Studio album by Courting
- Released: 26 January 2024
- Genre: Indie rock; indie pop;
- Length: 40:40
- Label: PIAS
- Producer: Sean Murphy O'Neill

Courting chronology
| Guitar Music (2022) | New Last Name (2024) | Lust for Life (2025) |

= New Last Name =

New Last Name is the second studio album by British band Courting, released on 26 January 2024 through Lower Third and PIAS Recordings. The album was primarily produced by frontman Sean Murphy O'Neill and producer Robert Whiteley, with two tracks co-produced by Cribs members, twin brothers Gary and Ryan Jarman. It received positive reviews from critics.

==Critical reception==

New Last Name received a score of 71 out of 100 on review aggregator Metacritic based on four critics' reviews, indicating "generally favorable" reception.
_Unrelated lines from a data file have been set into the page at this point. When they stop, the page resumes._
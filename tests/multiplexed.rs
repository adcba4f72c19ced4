// tests/multiplexed.rs

use raccept::{
  channel_monitor, Acceptor, AcceptorConfig, AcceptorKind, AcceptorState, ConnError, ConnectionEvent,
  ConnectionManager, ListenSocket, ManagerOptions, MultiplexedAcceptor, NullMonitor,
};
use std::net::TcpStream;
use std::sync::Arc;
use std::time::{Duration, Instant};

mod common;
use common::{Behavior, CountingSource, FlakySocket, LONG_TIMEOUT};

fn multiplexed_manager() -> (ConnectionManager, raccept::monitor::MonitorReceiver) {
  common::setup_tracing();
  let (monitor, rx) = channel_monitor(512);
  let options = ManagerOptions::default()
    .with_acceptor_kind(AcceptorKind::Multiplexed)
    .with_shutdown_timeout(Duration::from_millis(500));
  (ConnectionManager::new().with_options(options).with_monitor(monitor), rx)
}

#[test]
fn one_loop_serves_many_listeners() {
  let (manager, _rx) = multiplexed_manager();
  let source = CountingSource::new(Behavior::Echo);
  let addrs: Vec<_> = (0..3)
    .map(|i| manager.connect_tcp(&format!("mux-{}", i), "127.0.0.1:0", source.clone()).unwrap())
    .collect();

  for (i, addr) in addrs.iter().enumerate() {
    let mut client = common::connect_client(*addr);
    let payload = format!("listener-{}", i);
    assert_eq!(common::echo_roundtrip(&mut client, payload.as_bytes()), payload.as_bytes());
  }

  // Several pending connections on one listener are all drained.
  let mut burst: Vec<TcpStream> = (0..5).map(|_| common::connect_client(addrs[0])).collect();
  for client in burst.iter_mut() {
    assert_eq!(common::echo_roundtrip(client, b"burst"), b"burst");
  }
  drop(burst);

  manager.dispose_all();
  assert!(manager.names().is_empty());
  assert!(common::wait_until(LONG_TIMEOUT, || source.released() == source.acquired()));
  assert_eq!(source.acquired(), 8);
}

#[test]
fn disconnecting_one_listener_leaves_the_others_running() {
  let (manager, rx) = multiplexed_manager();
  let source = CountingSource::new(Behavior::Echo);
  let kept = manager.connect_tcp("kept", "127.0.0.1:0", source.clone()).unwrap();
  let removed = manager.connect_tcp("removed", "127.0.0.1:0", source.clone()).unwrap();

  manager.disconnect("removed", false).unwrap();
  assert!(!manager.is_connected("removed"));
  assert!(TcpStream::connect(removed).is_err());
  let closed = common::wait_for_event(&rx, LONG_TIMEOUT, |e| {
    matches!(e, ConnectionEvent::Closed { name } if name == "removed")
  });
  assert!(closed.is_some());

  let mut client = common::connect_client(kept);
  assert_eq!(common::echo_roundtrip(&mut client, b"alive"), b"alive");

  // The freed name can be reused on the same loop.
  manager.connect_tcp("removed", "127.0.0.1:0", source).unwrap();
  assert!(manager.is_connected("removed"));
}

#[test]
fn forced_close_applies_per_listener() {
  let (manager, _rx) = multiplexed_manager();
  let source = CountingSource::new(Behavior::Hold);
  let addr = manager.connect_tcp("held", "127.0.0.1:0", source.clone()).unwrap();

  let mut client = common::connect_client(addr);
  assert!(common::wait_until(LONG_TIMEOUT, || manager.live_connections("held") == Some(1)));

  let started = Instant::now();
  manager.disconnect("held", true).unwrap();
  assert!(started.elapsed() < Duration::from_millis(500), "took {:?}", started.elapsed());
  assert!(common::is_closed_by_server(&mut client));
  assert!(common::wait_until(LONG_TIMEOUT, || source.released() == 1));
}

#[test]
fn duplicate_names_are_rejected_on_the_shared_loop() {
  let (manager, _rx) = multiplexed_manager();
  let source = CountingSource::new(Behavior::Immediate);
  manager.connect_tcp("dup", "127.0.0.1:0", source.clone()).unwrap();
  let err = manager.connect_tcp("dup", "127.0.0.1:0", source).unwrap_err();
  assert!(matches!(err, ConnError::DuplicateName(_)), "got {:?}", err);
}

#[test]
fn standalone_loop_lifecycle() {
  common::setup_tracing();
  let mux = MultiplexedAcceptor::new("standalone", Arc::new(NullMonitor)).unwrap();
  assert_eq!(mux.state(), AcceptorState::Created);
  mux.start(None).unwrap();
  assert!(mux.is_running());

  let source = CountingSource::new(Behavior::Echo);
  let listen = raccept::bind_tcp("127.0.0.1:0", 16).unwrap();
  let listener = mux
    .register(AcceptorConfig::new("only", Box::new(listen), source.clone()).unwrap())
    .unwrap();
  listener.start(None).unwrap();
  let addr = listener.local_addr().unwrap();

  let mut client = common::connect_client(addr);
  assert_eq!(common::echo_roundtrip(&mut client, b"hello"), b"hello");
  assert_eq!(mux.live_connections(), 1);
  drop(client);
  assert!(common::wait_until(LONG_TIMEOUT, || mux.live_connections() == 0));

  mux.close(Duration::from_millis(100), true).unwrap();
  assert_eq!(mux.state(), AcceptorState::Stopped);
  assert_eq!(listener.state(), AcceptorState::Stopped);
  assert_eq!(mux.listener_count(), 0);
  assert!(TcpStream::connect(addr).is_err());
  assert_eq!(source.released(), 1);
}

fn flaky_listener(
  failures: usize,
) -> (
  MultiplexedAcceptor,
  Arc<CountingSource>,
  std::net::SocketAddr,
  raccept::monitor::MonitorReceiver,
) {
  common::setup_tracing();
  let (monitor, rx) = channel_monitor(512);
  let mux = MultiplexedAcceptor::new("flaky-mux", monitor).unwrap();
  mux.start(None).unwrap();
  let source = CountingSource::new(Behavior::Hold);
  let listen = FlakySocket::bind(failures);
  let addr = listen.local_addr().unwrap();
  let listener = mux
    .register(AcceptorConfig::new("flaky", Box::new(listen), source.clone()).unwrap())
    .unwrap();
  listener.start(None).unwrap();
  (mux, source, addr, rx)
}

fn accept_failures(rx: &raccept::monitor::MonitorReceiver) -> usize {
  common::drain_events(rx)
    .into_iter()
    .filter(|e| matches!(e, ConnectionEvent::AcceptFailed { name, .. } if name == "flaky"))
    .count()
}

#[test]
fn queued_connections_survive_an_accept_error() {
  let (mux, source, addr, rx) = flaky_listener(1);

  let _first = common::connect_client(addr);
  let _second = common::connect_client(addr);
  assert!(
    common::wait_until(LONG_TIMEOUT, || source.acquired() == 2),
    "acquired {}",
    source.acquired()
  );
  assert_eq!(accept_failures(&rx), 1);

  mux.close(Duration::ZERO, true).unwrap();
  assert!(common::wait_until(LONG_TIMEOUT, || source.released() == 2));
}

#[test]
fn persistent_accept_errors_rearm_the_listener() {
  // More failures than one readiness pass tolerates before backing off.
  let (mux, source, addr, rx) = flaky_listener(12);

  let _client = common::connect_client(addr);
  assert!(
    common::wait_until(LONG_TIMEOUT, || source.acquired() == 1),
    "acquired {}",
    source.acquired()
  );
  assert_eq!(accept_failures(&rx), 12);
  assert!(mux.is_running());

  mux.close(Duration::ZERO, true).unwrap();
  assert!(common::wait_until(LONG_TIMEOUT, || source.released() == 1));
}
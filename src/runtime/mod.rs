// src/runtime/mod.rs

//! Threading primitives: executors and the acceptor lifecycle state.

pub mod pool;
pub mod state;

pub use pool::{DedicatedThreads, Task, ThreadPool, WorkerPool};
pub use state::AcceptorState;

use std::time::{Duration, Instant};

/// `now + timeout`, saturating far into the future instead of overflowing.
pub(crate) fn deadline_after(timeout: Duration) -> Instant {
  let now = Instant::now();
  now
    .checked_add(timeout)
    .unwrap_or_else(|| now + Duration::from_secs(60 * 60 * 24 * 365))
}
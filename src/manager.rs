// src/manager.rs

//! The named registry of running acceptors.

use std::collections::HashMap;
use std::fmt;
use std::net::SocketAddr;
use std::sync::Arc;
use std::time::Duration;

use parking_lot::Mutex;

use crate::acceptor::{Acceptor, AcceptorConfig, ConnectionAcceptor};
#[cfg(feature = "multiplexed")]
use crate::acceptor::MultiplexedAcceptor;
use crate::error::ConnError;
use crate::handler::HandlerSource;
use crate::monitor::{ConnectionEvent, Monitor, NullMonitor};
use crate::options::{AcceptorKind, ManagerOptions, DEFAULT_BACKLOG};
use crate::runtime::ThreadPool;
use crate::transport::{bind_tcp, ListenSocket};

/// Name of the shared selection loop the manager creates for multiplexed listeners.
#[cfg(feature = "multiplexed")]
const MULTIPLEXED_LOOP_NAME: &str = "multiplexed";

/// Maps connection names to running acceptors.
///
/// Each manager owns its registry; there is no process-wide instance. The
/// registry mutex is independent of every acceptor's own lock and is never
/// held while an acceptor is being closed.
pub struct ConnectionManager {
  options: ManagerOptions,
  monitor: Arc<dyn Monitor>,
  default_pool: Option<Arc<dyn ThreadPool>>,
  acceptors: Mutex<HashMap<String, Arc<dyn Acceptor>>>,
  #[cfg(feature = "multiplexed")]
  mux: Mutex<Option<Arc<MultiplexedAcceptor>>>,
}

impl ConnectionManager {
  pub fn new() -> Self {
    Self {
      options: ManagerOptions::default(),
      monitor: Arc::new(NullMonitor),
      default_pool: None,
      acceptors: Mutex::new(HashMap::new()),
      #[cfg(feature = "multiplexed")]
      mux: Mutex::new(None),
    }
  }

  pub fn with_options(mut self, options: ManagerOptions) -> Self {
    self.options = options;
    self
  }

  pub fn with_monitor(mut self, monitor: Arc<dyn Monitor>) -> Self {
    self.monitor = monitor;
    self
  }

  /// Pool used by `connect` for accept loops and runners when the caller gives none.
  pub fn with_thread_pool(mut self, pool: Arc<dyn ThreadPool>) -> Self {
    self.default_pool = Some(pool);
    self
  }

  pub fn options(&self) -> &ManagerOptions {
    &self.options
  }

  /// Registers and starts an acceptor for `listen` under `name`.
  pub fn connect<L>(&self, name: &str, listen: L, source: Arc<dyn HandlerSource>) -> Result<(), ConnError>
  where
    L: ListenSocket + 'static,
  {
    self.connect_with_pool(name, listen, source, None)
  }

  /// Like `connect`, running on `pool` instead of the manager's default.
  pub fn connect_with_pool<L>(
    &self,
    name: &str,
    listen: L,
    source: Arc<dyn HandlerSource>,
    pool: Option<Arc<dyn ThreadPool>>,
  ) -> Result<(), ConnError>
  where
    L: ListenSocket + 'static,
  {
    let config = AcceptorConfig::new(name, Box::new(listen), source)?;
    let pool = pool.or_else(|| self.default_pool.clone());

    let mut acceptors = self.acceptors.lock();
    if acceptors.contains_key(name) {
      tracing::debug!(name = %name, "Connection name already registered");
      return Err(ConnError::DuplicateName(name.to_string()));
    }

    self.apply_default_accept_timeout(&config)?;
    let acceptor = self.build_acceptor(config)?;
    if let Err(e) = acceptor.start(pool) {
      tracing::error!(name = %name, "Failed to start acceptor: {}", e);
      // Releases the socket and any registration the acceptor made.
      if let Err(close_err) = acceptor.close(Duration::ZERO, false) {
        tracing::warn!(name = %name, "Error cleaning up acceptor that failed to start: {}", close_err);
      }
      return Err(e);
    }
    acceptors.insert(name.to_string(), acceptor);
    tracing::info!(name = %name, kind = ?self.options.acceptor_kind, "Connection registered");
    Ok(())
  }

  /// Binds `endpoint` (`tcp://host:port` or `host:port`) and connects it.
  /// Returns the bound address, which resolves a requested port of 0.
  pub fn connect_tcp(
    &self,
    name: &str,
    endpoint: &str,
    source: Arc<dyn HandlerSource>,
  ) -> Result<SocketAddr, ConnError> {
    let listen = bind_tcp(endpoint, DEFAULT_BACKLOG)?;
    let local_addr = listen.local_addr()?;
    self.connect(name, listen, source)?;
    Ok(local_addr)
  }

  /// Removes `name` from the registry, then closes its acceptor.
  ///
  /// `forceful = false` waits up to the configured shutdown timeout for live
  /// connections; `forceful = true` does not wait. Either way, connections
  /// still live afterwards are force-closed when `force_shutdown` is set.
  ///
  /// Only `UnknownName` is returned. Once the entry is removed, a shutdown that
  /// does not complete is logged and reported as `ConnectionEvent::ShutdownFailed`.
  pub fn disconnect(&self, name: &str, forceful: bool) -> Result<(), ConnError> {
    let acceptor = self
      .acceptors
      .lock()
      .remove(name)
      .ok_or_else(|| ConnError::UnknownName(name.to_string()))?;

    let wait = if forceful {
      Duration::ZERO
    } else {
      self.options.shutdown_timeout
    };
    tracing::info!(name = %name, forceful, "Disconnecting");
    if let Err(e) = acceptor.close(wait, self.options.force_shutdown) {
      tracing::error!(name = %name, "Acceptor did not shut down cleanly: {}", e);
      self.monitor.on_event(&ConnectionEvent::ShutdownFailed {
        name: name.to_string(),
        error_msg: e.to_string(),
      });
    }
    Ok(())
  }

  /// Forcefully disconnects every registered acceptor.
  ///
  /// Errors are logged per acceptor and never stop the remaining teardown.
  pub fn dispose_all(&self) {
    let names: Vec<String> = self.acceptors.lock().keys().cloned().collect();
    if !names.is_empty() {
      tracing::info!(count = names.len(), "Disposing all connections");
    }
    let mut failures = 0usize;
    for name in names {
      match self.disconnect(&name, true) {
        Ok(()) => {}
        // Raced with a concurrent disconnect.
        Err(ConnError::UnknownName(_)) => {}
        Err(e) => {
          failures += 1;
          tracing::error!(name = %name, "Error disposing connection: {}", e);
        }
      }
    }

    #[cfg(feature = "multiplexed")]
    {
      let mux = self.mux.lock().take();
      if let Some(mux) = mux {
        if let Err(e) = mux.close(Duration::ZERO, self.options.force_shutdown) {
          failures += 1;
          tracing::error!(mux = %mux.name(), "Error closing selection loop: {}", e);
          self.monitor.on_event(&ConnectionEvent::ShutdownFailed {
            name: mux.name().to_string(),
            error_msg: e.to_string(),
          });
        }
      }
    }

    if failures > 0 {
      tracing::warn!(failures, "Disposal finished with errors");
    }
  }

  pub fn is_connected(&self, name: &str) -> bool {
    self.acceptors.lock().contains_key(name)
  }

  /// Registered names, sorted.
  pub fn names(&self) -> Vec<String> {
    let mut names: Vec<String> = self.acceptors.lock().keys().cloned().collect();
    names.sort();
    names
  }

  pub fn local_addr(&self, name: &str) -> Option<SocketAddr> {
    let acceptor = self.acceptors.lock().get(name).cloned()?;
    acceptor.local_addr()
  }

  pub fn live_connections(&self, name: &str) -> Option<usize> {
    let acceptor = self.acceptors.lock().get(name).cloned()?;
    Some(acceptor.live_connections())
  }

  fn apply_default_accept_timeout(&self, config: &AcceptorConfig) -> Result<(), ConnError> {
    let listen = config.listen_socket();
    if listen.accept_timeout()?.is_none() {
      tracing::debug!(name = %config.name(), timeout = ?self.options.accept_timeout, "Applying default accept timeout");
      listen.set_accept_timeout(Some(self.options.accept_timeout))?;
    }
    Ok(())
  }

  fn build_acceptor(&self, config: AcceptorConfig) -> Result<Arc<dyn Acceptor>, ConnError> {
    match self.options.acceptor_kind {
      AcceptorKind::Blocking => Ok(Arc::new(
        ConnectionAcceptor::new(config, self.monitor.clone()).with_force_grace(self.options.force_grace),
      )),
      #[cfg(feature = "multiplexed")]
      AcceptorKind::Multiplexed => {
        let listener = self.multiplexed()?.register(config)?;
        Ok(listener)
      }
      #[cfg(not(feature = "multiplexed"))]
      AcceptorKind::Multiplexed => Err(ConnError::UnsupportedFeature(
        "multiplexed acceptor requires the 'multiplexed' feature",
      )),
    }
  }

  /// The shared selection loop, started on first use.
  #[cfg(feature = "multiplexed")]
  fn multiplexed(&self) -> Result<Arc<MultiplexedAcceptor>, ConnError> {
    let mut slot = self.mux.lock();
    if let Some(mux) = slot.as_ref() {
      if mux.is_running() {
        return Ok(mux.clone());
      }
    }
    let mux = Arc::new(MultiplexedAcceptor::with_settings(
      MULTIPLEXED_LOOP_NAME,
      self.monitor.clone(),
      self.options.poll_capacity,
      self.options.force_grace,
    )?);
    mux.start(self.default_pool.clone())?;
    *slot = Some(mux.clone());
    Ok(mux)
  }
}

impl Default for ConnectionManager {
  fn default() -> Self {
    Self::new()
  }
}

impl Drop for ConnectionManager {
  fn drop(&mut self) {
    self.dispose_all();
  }
}

impl fmt::Debug for ConnectionManager {
  fn fmt(&self, f: &mut fmt::Formatter<'_>) -> fmt::Result {
    f.debug_struct("ConnectionManager")
      .field("options", &self.options)
      .field("names", &self.names())
      .finish_non_exhaustive()
  }
}
//! raccept - named TCP acceptors with per-connection runners, monitored
//! failures and graceful-then-forced shutdown.

pub mod acceptor;
pub mod error;
pub mod handler;
pub mod manager;
pub mod monitor;
pub mod options;
pub mod runtime;
pub mod transport;

// Re-export core types for user convenience
pub use acceptor::{Acceptor, AcceptorConfig, ConnectionAcceptor};
#[cfg(feature = "multiplexed")]
pub use acceptor::{MultiplexedAcceptor, MultiplexedListener};
pub use error::ConnError;
pub use handler::{Connection, ConnectionHandler, FactoryHandlerSource, HandlerSource, PooledHandlerSource};
pub use manager::ConnectionManager;
pub use monitor::{channel_monitor, ChannelMonitor, ConnectionEvent, Monitor, NullMonitor, TracingMonitor};
pub use options::{AcceptorKind, ManagerOptions};
pub use runtime::{AcceptorState, DedicatedThreads, ThreadPool, WorkerPool};
pub use transport::{bind_tcp, ListenSocket, TcpListenSocket};

/// Creates a manager with default options and no monitor.
pub fn manager() -> ConnectionManager {
  ConnectionManager::new()
}
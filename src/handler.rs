// src/handler.rs

//! Connection handlers and the sources that hand them out.

use std::fmt;
use std::io::{self, Read, Write};
use std::net::{SocketAddr, TcpStream};
use std::sync::atomic::{AtomicBool, Ordering};
use std::sync::Arc;

use parking_lot::Mutex;

use crate::ConnError;

/// A live accepted connection, lent to a handler for one `handle_connection` call.
pub struct Connection {
  stream: TcpStream,
  peer_addr: SocketAddr,
  acceptor_name: Arc<str>,
  interrupted: Arc<AtomicBool>,
}

impl Connection {
  pub(crate) fn new(
    stream: TcpStream,
    peer_addr: SocketAddr,
    acceptor_name: Arc<str>,
    interrupted: Arc<AtomicBool>,
  ) -> Self {
    Self {
      stream,
      peer_addr,
      acceptor_name,
      interrupted,
    }
  }

  pub fn stream(&self) -> &TcpStream {
    &self.stream
  }

  pub fn stream_mut(&mut self) -> &mut TcpStream {
    &mut self.stream
  }

  pub fn peer_addr(&self) -> SocketAddr {
    self.peer_addr
  }

  /// Name of the acceptor that accepted this connection.
  pub fn acceptor_name(&self) -> &str {
    &self.acceptor_name
  }

  /// Set once the owning acceptor asked this connection to stop.
  ///
  /// Long-running handlers that do not block on the socket should poll this
  /// and return early; blocked socket calls are woken by the forced close.
  pub fn is_interrupted(&self) -> bool {
    self.interrupted.load(Ordering::Acquire)
  }
}

impl fmt::Debug for Connection {
  fn fmt(&self, f: &mut fmt::Formatter<'_>) -> fmt::Result {
    f.debug_struct("Connection")
      .field("peer_addr", &self.peer_addr)
      .field("acceptor", &self.acceptor_name)
      .field("interrupted", &self.is_interrupted())
      .finish()
  }
}

impl Read for Connection {
  fn read(&mut self, buf: &mut [u8]) -> io::Result<usize> {
    self.stream.read(buf)
  }
}

impl Write for Connection {
  fn write(&mut self, buf: &[u8]) -> io::Result<usize> {
    self.stream.write(buf)
  }

  fn flush(&mut self) -> io::Result<()> {
    self.stream.flush()
  }
}

/// The unit of work executed against one accepted connection.
///
/// The connection is only borrowed; it is closed by the runner once the call returns.
pub trait ConnectionHandler: Send {
  fn handle_connection(&mut self, connection: &mut Connection) -> Result<(), ConnError>;
}

impl<F> ConnectionHandler for F
where
  F: FnMut(&mut Connection) -> Result<(), ConnError> + Send,
{
  fn handle_connection(&mut self, connection: &mut Connection) -> Result<(), ConnError> {
    self(connection)
  }
}

/// Supplier of handler instances with acquire/release semantics.
///
/// `acquire` may be called concurrently from several acceptors.
pub trait HandlerSource: Send + Sync {
  fn acquire(&self) -> Result<Box<dyn ConnectionHandler>, ConnError>;
  fn release(&self, handler: Box<dyn ConnectionHandler>);
}

type HandlerFactory = dyn Fn() -> Box<dyn ConnectionHandler> + Send + Sync;

/// Builds a fresh handler for every connection; released handlers are dropped.
pub struct FactoryHandlerSource {
  factory: Box<HandlerFactory>,
}

impl FactoryHandlerSource {
  pub fn new<F>(factory: F) -> Self
  where
    F: Fn() -> Box<dyn ConnectionHandler> + Send + Sync + 'static,
  {
    Self {
      factory: Box::new(factory),
    }
  }
}

impl fmt::Debug for FactoryHandlerSource {
  fn fmt(&self, f: &mut fmt::Formatter<'_>) -> fmt::Result {
    f.debug_struct("FactoryHandlerSource").finish_non_exhaustive()
  }
}

impl HandlerSource for FactoryHandlerSource {
  fn acquire(&self) -> Result<Box<dyn ConnectionHandler>, ConnError> {
    Ok((self.factory)())
  }

  fn release(&self, handler: Box<dyn ConnectionHandler>) {
    drop(handler);
  }
}

#[derive(Default)]
struct PoolState {
  idle: Vec<Box<dyn ConnectionHandler>>,
  in_use: usize,
}

/// A bounded pool of reusable handlers.
///
/// At most `max_handlers` handlers are handed out at once; further acquisitions
/// fail with `ConnError::PoolExhausted` until one is released.
pub struct PooledHandlerSource {
  factory: Box<HandlerFactory>,
  max_handlers: usize,
  state: Mutex<PoolState>,
}

impl PooledHandlerSource {
  pub fn new<F>(max_handlers: usize, factory: F) -> Self
  where
    F: Fn() -> Box<dyn ConnectionHandler> + Send + Sync + 'static,
  {
    Self {
      factory: Box::new(factory),
      max_handlers: max_handlers.max(1),
      state: Mutex::new(PoolState::default()),
    }
  }

  pub fn max_handlers(&self) -> usize {
    self.max_handlers
  }

  pub fn in_use(&self) -> usize {
    self.state.lock().in_use
  }

  pub fn idle(&self) -> usize {
    self.state.lock().idle.len()
  }
}

impl fmt::Debug for PooledHandlerSource {
  fn fmt(&self, f: &mut fmt::Formatter<'_>) -> fmt::Result {
    let state = self.state.lock();
    f.debug_struct("PooledHandlerSource")
      .field("max_handlers", &self.max_handlers)
      .field("in_use", &state.in_use)
      .field("idle", &state.idle.len())
      .finish()
  }
}

impl HandlerSource for PooledHandlerSource {
  fn acquire(&self) -> Result<Box<dyn ConnectionHandler>, ConnError> {
    {
      let mut state = self.state.lock();
      if let Some(handler) = state.idle.pop() {
        state.in_use += 1;
        return Ok(handler);
      }
      if state.in_use >= self.max_handlers {
        tracing::debug!(in_use = state.in_use, max = self.max_handlers, "Handler pool exhausted");
        return Err(ConnError::PoolExhausted(state.in_use));
      }
      // Reserve the slot before building outside the lock.
      state.in_use += 1;
    }
    Ok((self.factory)())
  }

  fn release(&self, handler: Box<dyn ConnectionHandler>) {
    let mut state = self.state.lock();
    if state.in_use == 0 {
      tracing::warn!("Handler released to a pool with no outstanding handlers; dropping it");
      return;
    }
    state.in_use -= 1;
    if state.idle.len() < self.max_handlers {
      state.idle.push(handler);
    }
  }
}
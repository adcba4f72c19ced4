// src/transport/tcp.rs

use crate::error::ConnError;
use crate::transport::{closed_socket_error, ListenSocket};

use std::io;
use std::net::{Shutdown, SocketAddr, TcpListener, TcpStream};
use std::os::fd::{AsRawFd, IntoRawFd, OwnedFd, RawFd};
use std::time::Duration;

use parking_lot::RwLock;
use socket2::SockRef;

/// A `std::net::TcpListener` behind the `ListenSocket` interface.
///
/// `accept` holds a shared lock for the duration of the call so `close`
/// (exclusive) can never release the descriptor under a pending accept.
#[derive(Debug)]
pub struct TcpListenSocket {
  inner: RwLock<Option<TcpListener>>,
}

impl TcpListenSocket {
  pub fn new(listener: TcpListener) -> Self {
    Self {
      inner: RwLock::new(Some(listener)),
    }
  }

  fn with_listener<T>(&self, f: impl FnOnce(&TcpListener) -> io::Result<T>) -> io::Result<T> {
    let guard = self.inner.read();
    match guard.as_ref() {
      Some(listener) => f(listener),
      None => Err(closed_socket_error()),
    }
  }
}

impl From<TcpListener> for TcpListenSocket {
  fn from(listener: TcpListener) -> Self {
    Self::new(listener)
  }
}

impl ListenSocket for TcpListenSocket {
  fn accept(&self) -> io::Result<(TcpStream, SocketAddr)> {
    self.with_listener(|l| l.accept())
  }

  fn local_addr(&self) -> io::Result<SocketAddr> {
    self.with_listener(|l| l.local_addr())
  }

  fn accept_timeout(&self) -> io::Result<Option<Duration>> {
    // SO_RCVTIMEO bounds accept() as well as reads.
    self.with_listener(|l| SockRef::from(l).read_timeout())
  }

  fn set_accept_timeout(&self, timeout: Option<Duration>) -> io::Result<()> {
    self.with_listener(|l| SockRef::from(l).set_read_timeout(timeout))
  }

  fn set_nonblocking(&self, nonblocking: bool) -> io::Result<()> {
    self.with_listener(|l| l.set_nonblocking(nonblocking))
  }

  fn interrupt(&self) -> io::Result<()> {
    // On Linux this wakes a blocked accept() with EINVAL. Elsewhere it may be
    // refused, and the accept timeout bounds the wait instead.
    self.with_listener(|l| SockRef::from(l).shutdown(Shutdown::Read))
  }

  fn close(&self) -> io::Result<()> {
    let Some(listener) = self.inner.write().take() else {
      return Ok(());
    };
    let fd: OwnedFd = listener.into();
    let raw = fd.into_raw_fd();
    // SAFETY: `raw` was released from an OwnedFd above and is closed exactly once here.
    if unsafe { libc::close(raw) } == -1 {
      return Err(io::Error::last_os_error());
    }
    Ok(())
  }

  fn is_closed(&self) -> bool {
    self.inner.read().is_none()
  }

  fn raw_fd(&self) -> Option<RawFd> {
    self.inner.read().as_ref().map(|l| l.as_raw_fd())
  }
}

/// Parses `tcp://host:port` or a bare `host:port` into a socket address.
pub fn parse_tcp_endpoint(endpoint: &str) -> Result<SocketAddr, ConnError> {
  let addr_part = endpoint.strip_prefix("tcp://").unwrap_or(endpoint);
  addr_part.parse::<SocketAddr>().map_err(|e| {
    tracing::debug!("Failed to parse TCP address: {}", addr_part);
    ConnError::InvalidArgument(format!("invalid TCP endpoint '{}': {}", endpoint, e))
  })
}

/// Binds a reusable TCP listener on `endpoint` with the given backlog.
pub fn bind_tcp(endpoint: &str, backlog: i32) -> Result<TcpListenSocket, ConnError> {
  let addr = parse_tcp_endpoint(endpoint)?;
  let domain = if addr.is_ipv4() {
    socket2::Domain::IPV4
  } else {
    socket2::Domain::IPV6
  };
  let socket = socket2::Socket::new(domain, socket2::Type::STREAM, None)?;
  socket.set_reuse_address(true)?;
  socket
    .bind(&addr.into())
    .map_err(|e| ConnError::from_io_endpoint(e, endpoint))?;
  socket.listen(backlog)?;

  let listener: TcpListener = socket.into();
  if let Ok(bound) = listener.local_addr() {
    tracing::info!(local_addr = %bound, requested = %endpoint, "TCP listener bound successfully");
  }
  Ok(TcpListenSocket::new(listener))
}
Kyle Kohner of The Line of Best Fit described the album as "a collection of their most infectious pop songs dusted with their inevitable experimental flair" as well as "an irresistible mess made with exploratory abandon and the demeanour to show off and articulate a thing or two about expectations and pandering". The Skinnys Vicky Greer wrote that the album "forgoes the eccentricities of Guitar Music in favor of music that more closely matches their lofty ambitions—out with sarcastic talk-singing, and in with sugar-sweet choruses".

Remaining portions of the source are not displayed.